#### YOUR GOAL:
Copy out exactly the lines from the first line of the material below through the line containing "pub struct Vin", and nothing beyond them.
Start of WORKING DATA
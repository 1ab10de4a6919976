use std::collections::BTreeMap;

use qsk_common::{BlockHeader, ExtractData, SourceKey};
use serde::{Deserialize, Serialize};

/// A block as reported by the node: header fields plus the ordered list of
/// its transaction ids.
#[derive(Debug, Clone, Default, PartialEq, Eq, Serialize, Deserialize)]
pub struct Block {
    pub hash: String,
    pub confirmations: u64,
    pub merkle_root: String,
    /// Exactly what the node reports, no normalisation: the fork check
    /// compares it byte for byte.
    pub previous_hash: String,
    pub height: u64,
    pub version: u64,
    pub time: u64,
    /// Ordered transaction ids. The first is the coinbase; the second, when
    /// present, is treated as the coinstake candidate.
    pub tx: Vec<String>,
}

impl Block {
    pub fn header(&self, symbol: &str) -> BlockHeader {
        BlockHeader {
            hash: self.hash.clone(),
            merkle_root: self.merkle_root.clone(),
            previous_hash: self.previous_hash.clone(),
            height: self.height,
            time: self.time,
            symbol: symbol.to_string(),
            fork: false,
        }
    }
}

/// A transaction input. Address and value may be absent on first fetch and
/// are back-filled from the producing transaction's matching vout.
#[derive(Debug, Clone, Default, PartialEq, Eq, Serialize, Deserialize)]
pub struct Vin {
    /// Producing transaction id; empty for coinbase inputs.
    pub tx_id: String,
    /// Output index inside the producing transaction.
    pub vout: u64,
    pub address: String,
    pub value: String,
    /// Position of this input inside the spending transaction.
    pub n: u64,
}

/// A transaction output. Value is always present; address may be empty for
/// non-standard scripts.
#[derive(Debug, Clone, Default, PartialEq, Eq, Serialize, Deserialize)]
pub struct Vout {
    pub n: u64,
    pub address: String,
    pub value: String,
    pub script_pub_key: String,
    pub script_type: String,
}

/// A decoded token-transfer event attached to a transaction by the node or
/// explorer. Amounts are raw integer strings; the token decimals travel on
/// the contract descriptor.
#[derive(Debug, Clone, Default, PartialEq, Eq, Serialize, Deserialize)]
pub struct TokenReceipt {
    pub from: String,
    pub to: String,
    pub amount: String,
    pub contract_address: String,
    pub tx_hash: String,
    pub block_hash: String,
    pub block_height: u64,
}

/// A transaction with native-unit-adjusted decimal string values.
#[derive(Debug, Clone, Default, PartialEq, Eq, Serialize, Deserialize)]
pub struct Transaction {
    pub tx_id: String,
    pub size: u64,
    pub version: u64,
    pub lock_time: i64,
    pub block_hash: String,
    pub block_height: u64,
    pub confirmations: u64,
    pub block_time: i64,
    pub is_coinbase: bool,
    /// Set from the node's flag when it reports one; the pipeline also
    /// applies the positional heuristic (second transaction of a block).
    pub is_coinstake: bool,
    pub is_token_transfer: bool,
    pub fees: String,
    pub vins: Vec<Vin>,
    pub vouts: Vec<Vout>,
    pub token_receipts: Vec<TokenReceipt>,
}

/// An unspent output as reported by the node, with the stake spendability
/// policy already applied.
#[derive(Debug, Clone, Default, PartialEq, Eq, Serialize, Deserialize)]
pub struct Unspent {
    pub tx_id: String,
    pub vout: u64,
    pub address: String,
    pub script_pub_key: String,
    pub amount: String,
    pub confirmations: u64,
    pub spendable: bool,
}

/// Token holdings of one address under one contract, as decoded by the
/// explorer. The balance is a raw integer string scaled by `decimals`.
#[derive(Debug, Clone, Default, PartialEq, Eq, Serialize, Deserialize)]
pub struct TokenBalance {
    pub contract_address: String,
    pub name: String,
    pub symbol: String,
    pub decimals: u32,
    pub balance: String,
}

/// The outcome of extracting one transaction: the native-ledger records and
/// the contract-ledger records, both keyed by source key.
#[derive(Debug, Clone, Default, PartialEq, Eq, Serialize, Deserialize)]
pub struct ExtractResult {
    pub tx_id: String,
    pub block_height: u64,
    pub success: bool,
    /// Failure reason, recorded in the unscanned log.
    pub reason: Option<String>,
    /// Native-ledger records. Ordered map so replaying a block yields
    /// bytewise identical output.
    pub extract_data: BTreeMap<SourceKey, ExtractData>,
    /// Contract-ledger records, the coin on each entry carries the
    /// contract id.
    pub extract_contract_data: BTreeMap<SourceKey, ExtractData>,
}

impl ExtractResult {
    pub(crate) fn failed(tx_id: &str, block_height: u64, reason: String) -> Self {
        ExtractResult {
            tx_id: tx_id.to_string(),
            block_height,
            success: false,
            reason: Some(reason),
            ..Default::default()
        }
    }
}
End of WORKING DATA
#### RESPONSE:
repository 1ab10de4a6919976
use std::collections::BTreeMap;

use qsk_common::{BlockHeader, ExtractData, SourceKey};
use serde::{Deserialize, Serialize};

/// A block as reported by the node: header fields plus the ordered list of
/// its transaction ids.
#[derive(Debug, Clone, Default, PartialEq, Eq, Serialize, Deserialize)]
pub struct Block {
    pub hash: String,
    pub confirmations: u64,
    pub merkle_root: String,
    /// Exactly what the node reports, no normalisation: the fork check
    /// compares it byte for byte.
    pub previous_hash: String,
    pub height: u64,
    pub version: u64,
    pub time: u64,
    /// Ordered transaction ids. The first is the coinbase; the second, when
    /// present, is treated as the coinstake candidate.
    pub tx: Vec<String>,
}

impl Block {
    pub fn header(&self, symbol: &str) -> BlockHeader {
        BlockHeader {
            hash: self.hash.clone(),
            merkle_root: self.merkle_root.clone(),
            previous_hash: self.previous_hash.clone(),
            height: self.height,
            time: self.time,
            symbol: symbol.to_string(),
            fork: false,
        }
    }
}

/// A transaction input. Address and value may be absent on first fetch and
/// are back-filled from the producing transaction's matching vout.
#[derive(Debug, Clone, Default, PartialEq, Eq, Serialize, Deserialize)]
pub struct Vin {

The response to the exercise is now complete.